***** SUPPLIED RECORDS *****

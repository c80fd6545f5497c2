use super::{HelpBook, HelpFlag, HelpTopic, Section};

pub(crate) fn book() -> HelpBook<'static> {
    HelpBook {
        title: "Minimal Notes",
        usage: "mn <command> [options]",
        topics: ALL_TOPICS,
        footer: &[
            "Use `mn help <topic>` for focused docs, e.g. `mn help update` or `mn help session`.",
        ],
    }
}

const YES_FLAG: HelpFlag<'static> = HelpFlag {
    name: "-y, --yes",
    desc: "Skip the confirmation prompt.",
};

const ALL_TOPICS: &[HelpTopic<'static>] = &[
    HelpTopic {
        name: "add",
        summary: "Save a new note.",
        usage: "mn add <title> [text...]",
        details: &[
            "Title and text are trimmed. A blank title is stored as \"Untitled\".",
            "The id is the creation time in epoch milliseconds.",
        ],
        flags: &[],
        aliases: &[],
        section: Section::Command,
        examples: &["mn add \"Groceries\" eggs milk bread"],
    },
    HelpTopic {
        name: "update",
        summary: "Overwrite the title (and optionally text) of a saved note.",
        usage: "mn update <id> <title> [text...]",
        details: &[
            "Keeps the id and creation time and refreshes the modified time.",
            "When no text is given the existing text is kept. An empty title stays empty.",
        ],
        flags: &[],
        aliases: &["edit"],
        section: Section::Command,
        examples: &["mn update 1700000000000 \"Groceries (done)\""],
    },
    HelpTopic {
        name: "list",
        summary: "Show saved notes, newest first, with the first 200 characters of each.",
        usage: "mn list [--relative] [--plain]",
        details: &[],
        flags: &[
            HelpFlag {
                name: "--relative, -r",
                desc: "Show age instead of absolute timestamps.",
            },
            HelpFlag { name: "--plain", desc: "Disable color." },
        ],
        aliases: &["ls"],
        section: Section::Command,
        examples: &[],
    },
    HelpTopic {
        name: "view",
        summary: "Print one note in full.",
        usage: "mn view <id> [--plain]",
        details: &[],
        flags: &[HelpFlag { name: "--plain", desc: "Disable color." }],
        aliases: &["show"],
        section: Section::Command,
        examples: &[],
    },
    HelpTopic {
        name: "delete",
        summary: "Delete one saved note after confirmation.",
        usage: "mn delete <id> [--yes]",
        details: &["Unknown ids are reported and leave the list unchanged."],
        flags: &[YES_FLAG],
        aliases: &["rm"],
        section: Section::Command,
        examples: &[],
    },
    HelpTopic {
        name: "delete-all",
        summary: "Delete every saved note after confirmation.",
        usage: "mn delete-all [--yes]",
        details: &["Removes the storage file itself."],
        flags: &[YES_FLAG],
        aliases: &[],
        section: Section::Command,
        examples: &[],
    },
    HelpTopic {
        name: "export",
        summary: "Print the stored JSON array as is.",
        usage: "mn export",
        details: &[],
        flags: &[],
        aliases: &[],
        section: Section::Command,
        examples: &["mn export > backup.json"],
    },
    HelpTopic {
        name: "session",
        summary: "Edit notes interactively.",
        usage: "mn session",
        details: &[
            "Holds one note in an editor. `save` updates the loaded note or creates a new one; `new` starts blank.",
            "Ctrl/Cmd accelerators can be typed as ^S, ctrl+s, cmd+n and so on.",
            "Type `help` inside the session for the command list.",
        ],
        flags: &[],
        aliases: &["repl"],
        section: Section::Session,
        examples: &[],
    },
    HelpTopic {
        name: "path",
        summary: "Show the notes directory.",
        usage: "mn path",
        details: &[],
        flags: &[],
        aliases: &[],
        section: Section::Command,
        examples: &[],
    },
    HelpTopic {
        name: "help",
        summary: "Show this overview or a single topic.",
        usage: "mn help [topic]",
        details: &[],
        flags: &[],
        aliases: &[],
        section: Section::Command,
        examples: &[],
    },
    HelpTopic {
        name: "MINIMAL_NOTES_DIR",
        summary: "Notes directory (default ~/.minimal_notes).",
        usage: "MINIMAL_NOTES_DIR",
        details: &[],
        flags: &[],
        aliases: &[],
        section: Section::Environment,
        examples: &[],
    },
    HelpTopic {
        name: "MINIMAL_NOTES_KEY",
        summary: "Storage key; notes live in <dir>/<key>.json (default minimal-notes).",
        usage: "MINIMAL_NOTES_KEY",
        details: &[],
        flags: &[],
        aliases: &[],
        section: Section::Environment,
        examples: &[],
    },
    HelpTopic {
        name: "MINIMAL_NOTES_STATUS_MS",
        summary: "How long a status message shows before reverting to Idle (default 1000).",
        usage: "MINIMAL_NOTES_STATUS_MS",
        details: &[],
        flags: &[],
        aliases: &[],
        section: Section::Environment,
        examples: &[],
    },
    HelpTopic {
        name: "MINIMAL_NOTES_LOG",
        summary: "Log filter, e.g. minimal_notes=debug (default warn).",
        usage: "MINIMAL_NOTES_LOG",
        details: &[],
        flags: &[],
        aliases: &[],
        section: Section::Environment,
        examples: &[],
    },
    HelpTopic {
        name: "NO_COLOR",
        summary: "Disable color output.",
        usage: "NO_COLOR",
        details: &[],
        flags: &[],
        aliases: &[],
        section: Section::Environment,
        examples: &[],
    },
];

*****

# WHAT THIS TASK INVOLVES
With the first line of the material as the start and the line containing "const YES_FLAG: HelpFlag<'static>" as the end, repeat that span exactly and add nothing.

# COMPLETED EXERCISE
repository c80fd6545f5497c2
use super::{HelpBook, HelpFlag, HelpTopic, Section};

pub(crate) fn book() -> HelpBook<'static> {
    HelpBook {
        title: "Minimal Notes",
        usage: "mn <command> [options]",
        topics: ALL_TOPICS,
        footer: &[
            "Use `mn help <topic>` for focused docs, e.g. `mn help update` or `mn help session`.",
        ],
    }
}

const YES_FLAG: HelpFlag<'static> = HelpFlag {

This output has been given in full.